9. Hitler’s mustache has also been nicknamed the “toothbrush mustache”. When Hitler’s close associate Ernst Hanfstaengl told him that his short mustache was unfashionable, Hitler replied: “If it is not the fashion now, it will be because I wear it.”
10. Historians argue whether Hitler was a natural consequence of German history or an aberration of it.
11. In his last will and testament that he dictated to his secretary Traudl Junge (1920-2002), Hitler stated that “in spite of all set backs” the war “will one day go down in history as the most glorious and heroic manifestation of a people’s will to live.”
12. In 2009, DNA tests revealed that the skull fragment long thought to have been Hitler’s is that of an unknown woman under forty. Scientists don’t believe the skull belongs to Evan Braun because she committed suicide by cyanide rather than with a gun.

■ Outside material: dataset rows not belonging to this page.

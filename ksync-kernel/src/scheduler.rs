// SPDX-FileCopyrightText: 2025 ksync contributors
// SPDX-License-Identifier: GPL-3.0-or-later

//! Scheduler-facing hooks.
//!
//! The core decides by itself when a parked thread may continue; an
//! external run-queue can follow along through a [`Dispatcher`]. The
//! [`Ticker`] stands in for the timer interrupt.

use std::io;
use std::sync::atomic::{AtomicBool, Ordering};
use std::sync::Arc;
use std::thread::{self, JoinHandle};

use ksync_common::ThreadId;
use log::{debug, info};

use crate::kernel::KernelCore;

/// Observer of thread wait transitions.
///
/// Called with the kernel lock held: implementations must not call back
/// into the [`KernelCore`].
pub trait Dispatcher: Send + Sync {
    /// `tid` blocked in a wait.
    fn thread_waiting(&self, _tid: ThreadId) {}

    /// `tid`'s wait ended (satisfied, timed out or destroyed).
    fn thread_ready(&self, _tid: ThreadId) {}
}

/// Host thread calling [`KernelCore::tick`] at the configured tick rate.
pub struct Ticker {
    stop: Arc<AtomicBool>,
    handle: Option<JoinHandle<()>>,
}

impl Ticker {
    pub fn spawn(kernel: Arc<KernelCore>) -> io::Result<Self> {
        let period = kernel.config().tick_period();
        let stop = Arc::new(AtomicBool::new(false));
        let flag = Arc::clone(&stop);
        let handle = thread::Builder::new()
            .name("ksync-tick".to_string())
            .spawn(move || {
                debug!("ticker running, period {:?}", period);
                while !flag.load(Ordering::Acquire) {
                    thread::sleep(period);
                    kernel.tick();
                }
                debug!("ticker stopped at tick {}", kernel.now());
            })?;
        info!("started ticker");
        Ok(Self {
            stop,
            handle: Some(handle),
        })
    }

    /// Stop ticking and join the host thread.
    pub fn stop(mut self) {
        self.shutdown();
    }

    fn shutdown(&mut self) {
        self.stop.store(true, Ordering::Release);
        if let Some(handle) = self.handle.take() {
            let _ = handle.join();
        }
    }
}

impl Drop for Ticker {
    fn drop(&mut self) {
        self.shutdown();
    }
}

13. Hitler’s unusual medical remedies included enemas and leeches.
14. The name Adolph means “noble wolf.” Hitler used the pseudonym Herr Wolf early in his career when he wanted to avoid recognition. He named his headquarters Wolf’s Lair and Wolf’s Headquarters and named his favorite German shepherd puppy Wolf.
15. Hitler never gained majority support in free elections. The most the National Socialist German Workers Party (NSDAP) garnered was 37.3% in July 1932. In 1933, when Hitler became Chancellor, the Nazis had only one-third of the seats in the Reichstag.

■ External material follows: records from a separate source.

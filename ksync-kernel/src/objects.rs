// SPDX-FileCopyrightText: 2025 ksync contributors
// SPDX-License-Identifier: GPL-3.0-or-later

//! Kernel object model.
//!
//! Every waitable entity is a [`KObject`]: a common header (handle and pin
//! reference counts, FIFO waiter list) plus an [`ObjectBody`] carrying the
//! kind-specific state. Objects live in an [`ObjectArena`] and are addressed
//! by [`ObjectId`]; wait blocks refer to them by id, never by pointer.

use std::collections::VecDeque;

use ksync_common::{KernelError, KernelResult, ObjectKind, ThreadId};

use crate::timer::TimerId;

/// Index of an object in the [`ObjectArena`].
#[derive(Debug, Clone, Copy, PartialEq, Eq, Hash, PartialOrd, Ord)]
pub struct ObjectId(u32);

impl ObjectId {
    #[inline]
    pub fn index(self) -> usize {
        self.0 as usize
    }
}

/// Reference from an object's waiter list to one wait block of a waiting
/// thread: `slot` indexes the thread's wait set.
#[derive(Debug, Clone, Copy, PartialEq, Eq)]
pub struct WaitRef {
    pub thread: ThreadId,
    pub slot: usize,
}

/// Kernel event: manual-reset or auto-reset signalable flag.
#[derive(Debug, Clone)]
pub struct KEvent {
    pub manual_reset: bool,
    pub signaled: bool,
}

impl KEvent {
    pub fn new(manual_reset: bool, initial_state: bool) -> Self {
        Self {
            manual_reset,
            signaled: initial_state,
        }
    }

    pub fn set(&mut self) {
        self.signaled = true;
    }

    pub fn reset(&mut self) {
        self.signaled = false;
    }
}

/// Counting semaphore; signaled while `count > 0`.
#[derive(Debug, Clone)]
pub struct KSemaphore {
    pub count: u32,
}

impl KSemaphore {
    pub fn new(initial_count: u32) -> Self {
        Self {
            count: initial_count,
        }
    }

    /// Add `count` units, returning the previous count.
    pub fn release(&mut self, count: u32) -> u32 {
        let prev = self.count;
        self.count = self.count.saturating_add(count);
        prev
    }

    /// Replace the count, returning the previous count.
    pub fn set(&mut self, count: u32) -> u32 {
        std::mem::replace(&mut self.count, count)
    }
}

/// Recursive, ownership-aware mutex.
///
/// `recursion > 0` implies `owner.is_some()`.
#[derive(Debug, Clone, Default)]
pub struct KMutex {
    pub owner: Option<ThreadId>,
    pub recursion: u32,
}

impl KMutex {
    pub fn new(owner: Option<ThreadId>) -> Self {
        Self {
            owner,
            recursion: u32::from(owner.is_some()),
        }
    }

    /// Drop one level of ownership held by `tid`.
    ///
    /// Returns `true` when the mutex became free.
    pub fn release(&mut self, tid: ThreadId) -> KernelResult<bool> {
        if self.owner != Some(tid) {
            return Err(KernelError::NotOwner);
        }
        self.recursion -= 1;
        if self.recursion == 0 {
            self.owner = None;
            Ok(true)
        } else {
            Ok(false)
        }
    }
}

/// Waitable timer: signaled once its timer list entry has expired.
#[derive(Debug, Clone)]
pub struct KTimer {
    pub timer: TimerId,
    pub expired: bool,
}

/// Thread object: signaled once the thread has terminated.
#[derive(Debug, Clone)]
pub struct KThreadObject {
    pub tid: ThreadId,
    pub terminated: bool,
}

/// Kind-specific object state.
#[derive(Debug, Clone)]
pub enum ObjectBody {
    Thread(KThreadObject),
    Event(KEvent),
    Timer(KTimer),
    Mutex(KMutex),
    Semaphore(KSemaphore),
}

/// A kernel object: common header plus kind-specific body.
#[derive(Debug, Clone)]
pub struct KObject {
    pub body: ObjectBody,
    /// Open handles referring to this object.
    pub handle_refs: u32,
    /// Internal references keeping the object's storage alive after its
    /// last handle is closed (a live thread pins its own thread object).
    pub pins: u32,
    /// Set once `handle_refs` dropped to zero and the object was torn down.
    pub closed: bool,
    /// Wait blocks currently blocked on this object, in arrival order.
    pub waiters: VecDeque<WaitRef>,
}

impl KObject {
    pub fn new(body: ObjectBody) -> Self {
        Self {
            body,
            handle_refs: 0,
            pins: 0,
            closed: false,
            waiters: VecDeque::new(),
        }
    }

    pub fn kind(&self) -> ObjectKind {
        match self.body {
            ObjectBody::Thread(_) => ObjectKind::Thread,
            ObjectBody::Event(_) => ObjectKind::Event,
            ObjectBody::Timer(_) => ObjectKind::Timer,
            ObjectBody::Mutex(_) => ObjectKind::Mutex,
            ObjectBody::Semaphore(_) => ObjectKind::Semaphore,
        }
    }

    /// Generic signaled state, as reported to observers.
    pub fn is_signaled(&self) -> bool {
        match &self.body {
            ObjectBody::Thread(t) => t.terminated,
            ObjectBody::Event(e) => e.signaled,
            ObjectBody::Timer(t) => t.expired,
            ObjectBody::Mutex(m) => m.owner.is_none(),
            ObjectBody::Semaphore(s) => s.count > 0,
        }
    }

    /// Whether a wait by `tid` would be satisfied right now. A mutex is
    /// also available to its current owner (recursive acquire).
    pub fn is_signaled_for(&self, tid: ThreadId) -> bool {
        match &self.body {
            ObjectBody::Mutex(m) => m.owner.is_none() || m.owner == Some(tid),
            _ => self.is_signaled(),
        }
    }

    /// Consume one unit of signaled state on behalf of `tid`.
    ///
    /// Callers check [`is_signaled_for`](Self::is_signaled_for) first.
    pub fn acquire(&mut self, tid: ThreadId) {
        match &mut self.body {
            ObjectBody::Event(e) => {
                if !e.manual_reset {
                    e.signaled = false;
                }
            }
            ObjectBody::Semaphore(s) => {
                debug_assert!(s.count > 0);
                s.count = s.count.saturating_sub(1);
            }
            ObjectBody::Mutex(m) => {
                if m.owner == Some(tid) {
                    m.recursion += 1;
                } else {
                    m.owner = Some(tid);
                    m.recursion = 1;
                }
            }
            ObjectBody::Thread(_) | ObjectBody::Timer(_) => {}
        }
    }

    /// Remove every waiter reference belonging to `tid`.
    pub fn unlink_thread(&mut self, tid: ThreadId) {
        self.waiters.retain(|w| w.thread != tid);
    }

    /// Whether the arena slot may be reclaimed.
    pub fn is_reclaimable(&self) -> bool {
        self.closed && self.handle_refs == 0 && self.pins == 0 && self.waiters.is_empty()
    }
}

/// Arena of kernel objects with slot reuse.
#[derive(Debug, Default)]
pub struct ObjectArena {
    slots: Vec<Option<KObject>>,
    free: Vec<u32>,
    live: usize,
}

impl ObjectArena {
    pub fn new() -> Self {
        Self::default()
    }

    pub fn insert(&mut self, object: KObject) -> ObjectId {
        self.insert_with(|_| object)
    }

    /// Insert an object whose construction needs its own id.
    pub fn insert_with(&mut self, build: impl FnOnce(ObjectId) -> KObject) -> ObjectId {
        let id = match self.free.last() {
            Some(&index) => ObjectId(index),
            None => ObjectId(self.slots.len() as u32),
        };
        let object = build(id);
        if id.index() < self.slots.len() {
            self.free.pop();
            self.slots[id.index()] = Some(object);
        } else {
            self.slots.push(Some(object));
        }
        self.live += 1;
        id
    }

    pub fn get(&self, id: ObjectId) -> Option<&KObject> {
        self.slots.get(id.index()).and_then(Option::as_ref)
    }

    pub fn get_mut(&mut self, id: ObjectId) -> Option<&mut KObject> {
        self.slots.get_mut(id.index()).and_then(Option::as_mut)
    }

    pub fn remove(&mut self, id: ObjectId) -> Option<KObject> {
        let object = self.slots.get_mut(id.index())?.take()?;
        self.free.push(id.0);
        self.live -= 1;
        Some(object)
    }

    /// Number of live objects.
    pub fn len(&self) -> usize {
        self.live
    }

    pub fn is_empty(&self) -> bool {
        self.live == 0
    }
}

16. After becoming Chancellor of Germany, Hitler ordered a wave of assassinations and executions called the Blood Purge, aimed at rivals within the party. He justified these murders by saying that there would be no further upheavals in Germany for a thousand years once these rebels were killed, but the Reich lasted a little more than twelve years.
17. Hitler’s father’s name was originally Alois Schicklgruber but changed it to Alois Hitler in 1876, thirteen years before Adolf was born. He later said that nothing his father had done had pleased him so much as when he changed his name. It is unclear why he changed his name.
18. Hitler’s family had, for generations, been a peasant family, small holders in the Waldviertel, a poor area in the northwestern part of Lower Austria, bordering on Bohemia. The people there had a reputation for being hard-nosed, dour, and unwelcoming.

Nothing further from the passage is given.